Veterinärmedizinische Universität Wien - 08.02.2013

Vogelsterben: Neue Hinweise zur Herkunft des Amselkiller-Virus von 2001

Im Sommer 2001 verschwand in Wien innerhalb kurzer Zeit das vertraute Zwitschern der Amseln. Mit gerichtsmedizinischen Methoden fanden Forschende der Vetmeduni Vienna jetzt neue Hinweise auf den Ausbreitungsweg des bis dahin in Europa unbekannten Usutu-Virus, das für das damalige massive Amselsterben verantwortlich war. Die Überraschung: Schon 1996 gab es in der italienischen Toskana einen bisher unerkannten Ausbruch des Usutu-Virus bei Vögeln. Die Studie dazu wurde in der aktuellen Ausgabe der Zeitschrift "Emerging Infectious Diseases" veröffentlicht.



Die Auswirkungen des Amselsterbens im Sommer 2001 in Wien waren dramatisch: Die Vögel waren einfach verschwunden und mit ihnen ihr vertrauter melodischer Gesang in Wiens Parks und Gärten. Nach intensiven Forschungsanstrengungen wurde damals bald klar: Eine neuartige Viruserkrankung war für das Verschwinden der Amseln verantwortlich. Das Usutu-Virus wurde als der Amselkiller dingfest gemacht. Es kann durch Stechmücken auch auf den Menschen übertragen werden, bei dem es grippeähnliche Symptome und in sehr seltenen Fällen auch Gehirnentzündungen auslösen kann.

Nur in Afrika bekannt

Bis 2001 war das Usutu-Virus nur in Afrika bekannt, zudem war es noch kaum mit dem Tod von Tieren oder gar von Vögeln in Erscheinung getreten. Forschende nahmen damals an, dass Zugvögel das Virus aus Afrika nach Europa eingeschleppt hatten. Vor allem die Rauchschwalbe wurde als Überträger genannt. Mit dem Klimawandel als Ursache für die Ausbreitung bestimmter Tierarten weiter nach Norden wurde damals auch ein weiter ansteigendes Auftreten des Usutu-Virus in Europa erwartet. All diese Annahmen werden jedoch von einer neuen Studie der Veterinärmedizinischen Universität (Vetmeduni Vienna) in Frage gestellt.

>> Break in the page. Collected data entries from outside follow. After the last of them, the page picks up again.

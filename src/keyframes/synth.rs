use crate::{
    describe::extract::{FeatureSet, extract},
    describe::keywords::{KeywordTable, MovementKind},
    foundation::error::{PosterError, PosterResult},
    keyframes::timeline::{KeyframeTimeline, render_animation_rule},
};

/// Fixed `(percent, property, value)` writes contributed by one movement kind.
pub fn movement_contributions(kind: MovementKind) -> &'static [(u8, &'static str, &'static str)] {
    match kind {
        MovementKind::Slide => &[
            (0, "transform", "translateX(-100px)"),
            (0, "opacity", "0"),
            (100, "transform", "translateX(0)"),
            (100, "opacity", "1"),
        ],
        MovementKind::Bounce => &[
            (20, "transform", "translateY(-10px)"),
            (40, "transform", "translateY(0)"),
            (60, "transform", "translateY(-5px)"),
            (80, "transform", "translateY(0)"),
        ],
        MovementKind::Fade => &[(0, "opacity", "0"), (100, "opacity", "1")],
        MovementKind::Rotate => &[
            (0, "transform", "rotate(0deg)"),
            (100, "transform", "rotate(360deg)"),
        ],
        MovementKind::Scale => &[
            (0, "transform", "scale(0.5)"),
            (50, "transform", "scale(1.2)"),
            (100, "transform", "scale(1)"),
        ],
        MovementKind::Pulse => &[
            (0, "transform", "scale(1)"),
            (50, "transform", "scale(1.1)"),
            (100, "transform", "scale(1)"),
        ],
    }
}

/// Merge the contributions of `movements` in order; later movements overwrite earlier ones
/// at the same `(percent, property)`.
pub fn build_timeline(movements: &[MovementKind]) -> KeyframeTimeline {
    let mut timeline = KeyframeTimeline::new();
    for kind in movements {
        timeline.apply(movement_contributions(*kind));
    }
    timeline
}

/// `custom_` followed by the movement tags joined with `_`.
pub fn animation_name(movements: &[MovementKind]) -> String {
    let tags = movements
        .iter()
        .map(|m| m.as_str())
        .collect::<Vec<_>>()
        .join("_");
    format!("custom_{tags}")
}

/// `<name> <timing> <easing>[ <effect>...]`.
pub fn animation_shorthand(name: &str, features: &FeatureSet) -> String {
    let mut out = format!("{name} {} {}", features.timing, features.easing);
    for effect in &features.effects {
        out.push(' ');
        out.push_str(effect.as_str());
    }
    out
}

#[derive(Clone, Debug, PartialEq, serde::Serialize, serde::Deserialize)]
/// Generated custom animation, ready to splice into a page.
pub struct AnimationArtifact {
    /// Animation name (also the suffix of the applying class).
    pub name: String,
    /// `@keyframes` block followed by the `.animation-<name>` rule.
    pub css: String,
    /// Features the animation was built from.
    #[serde(rename = "keywords")]
    pub features: FeatureSet,
}

impl AnimationArtifact {
    /// Class that applies this animation to an element.
    pub fn class_name(&self) -> String {
        format!("animation-{}", self.name)
    }

    /// Pretty-printed JSON of `name`, `css` and `keywords`.
    pub fn to_json_pretty(&self) -> PosterResult<String> {
        serde_json::to_string_pretty(self)
            .map_err(|e| PosterError::serde(format!("serialize animation artifact: {e}")))
    }
}

/// Turn a feature set into a named keyframe animation.
///
/// Total over its input: an empty movement list yields the name `custom_` with an empty
/// keyframes block, which callers are expected to accept.
#[tracing::instrument(level = "debug", skip_all, fields(movements = ?features.movements))]
pub fn synthesize(features: FeatureSet) -> AnimationArtifact {
    let name = animation_name(&features.movements);
    if features.is_static() {
        tracing::warn!(%name, "no movement recognised, emitting an empty keyframes block");
    }

    let timeline = build_timeline(&features.movements);
    let css = format!(
        "{}\n{}",
        timeline.render_keyframes(&name),
        render_animation_rule(&name, &animation_shorthand(&name, &features)),
    );
    tracing::debug!(%name, frames = timeline.percentages().count(), "synthesized keyframes");

    AnimationArtifact {
        name,
        css,
        features,
    }
}

/// Extract features from `description` and synthesize the matching animation.
pub fn compile_description(table: &KeywordTable, description: &str) -> AnimationArtifact {
    synthesize(extract(table, description))
}

#[cfg(test)]
#[path = "../../tests/unit/keyframes/synth.rs"]
mod tests;
/// Convenience result type used across posterkit.
pub type PosterResult<T> = Result<T, PosterError>;

/// Top-level error taxonomy for the fallible edges of the crate.
///
/// Extraction and keyframe synthesis are total and never produce one of these; errors only
/// come from loading configuration, parsing requests and talking to a completion endpoint.
#[derive(thiserror::Error, Debug)]
pub enum PosterError {
    /// Invalid user-provided request or keyword-table data.
    #[error("validation error: {0}")]
    Validation(String),

    /// Unreadable or inconsistent configuration.
    #[error("config error: {0}")]
    Config(String),

    /// Failures while calling or decoding a completion endpoint.
    #[error("completion error: {0}")]
    Completion(String),

    /// Errors when serializing or deserializing data structures.
    #[error("serialization error: {0}")]
    Serde(String),

    /// Wrapped lower-level error from dependencies or IO.
    #[error(transparent)]
    Other(#[from] anyhow::Error),
}

impl PosterError {
    /// Build a [`PosterError::Validation`] value.
    pub fn validation(msg: impl Into<String>) -> Self {
        Self::Validation(msg.into())
    }

    /// Build a [`PosterError::Config`] value.
    pub fn config(msg: impl Into<String>) -> Self {
        Self::Config(msg.into())
    }

    /// Build a [`PosterError::Completion`] value.
    pub fn completion(msg: impl Into<String>) -> Self {
        Self::Completion(msg.into())
    }

    /// Build a [`PosterError::Serde`] value.
    pub fn serde(msg: impl Into<String>) -> Self {
        Self::Serde(msg.into())
    }
}

#[cfg(test)]
#[path = "../../tests/unit/foundation/error.rs"]
mod tests;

Archivierte Gewebeproben untersucht

Denn schon im Jahr 1996, also fünf Jahre vor dem Ausbruch des Usutu-Virus in Wien, gab es in der italienischen Toskana schon einmal ein ähnliches Vogelsterben, bei dem vor allem Amseln betroffen waren. Damals wurde der tatsächliche Auslöser zwar nicht identifiziert, doch Giacomo Rossi, Tierarzt an der Universität von Camerino in der italienischen Stadt Matelica, hatte Gewebeproben von verendeten Vögeln genommen und aufbewahrt. Herbert Weissenböck vom Institut für Pathologie und Gerichtliche Veterinärmedizin, Norbert Nowotny vom Institut für Virologie, beide Vetmeduni Vienna, und ihre Kollegen erfuhren erst vor kurzer Zeit von der Existenz dieser Gewebeproben und untersuchten sie umgehend auf Spuren von Krankheitserregern.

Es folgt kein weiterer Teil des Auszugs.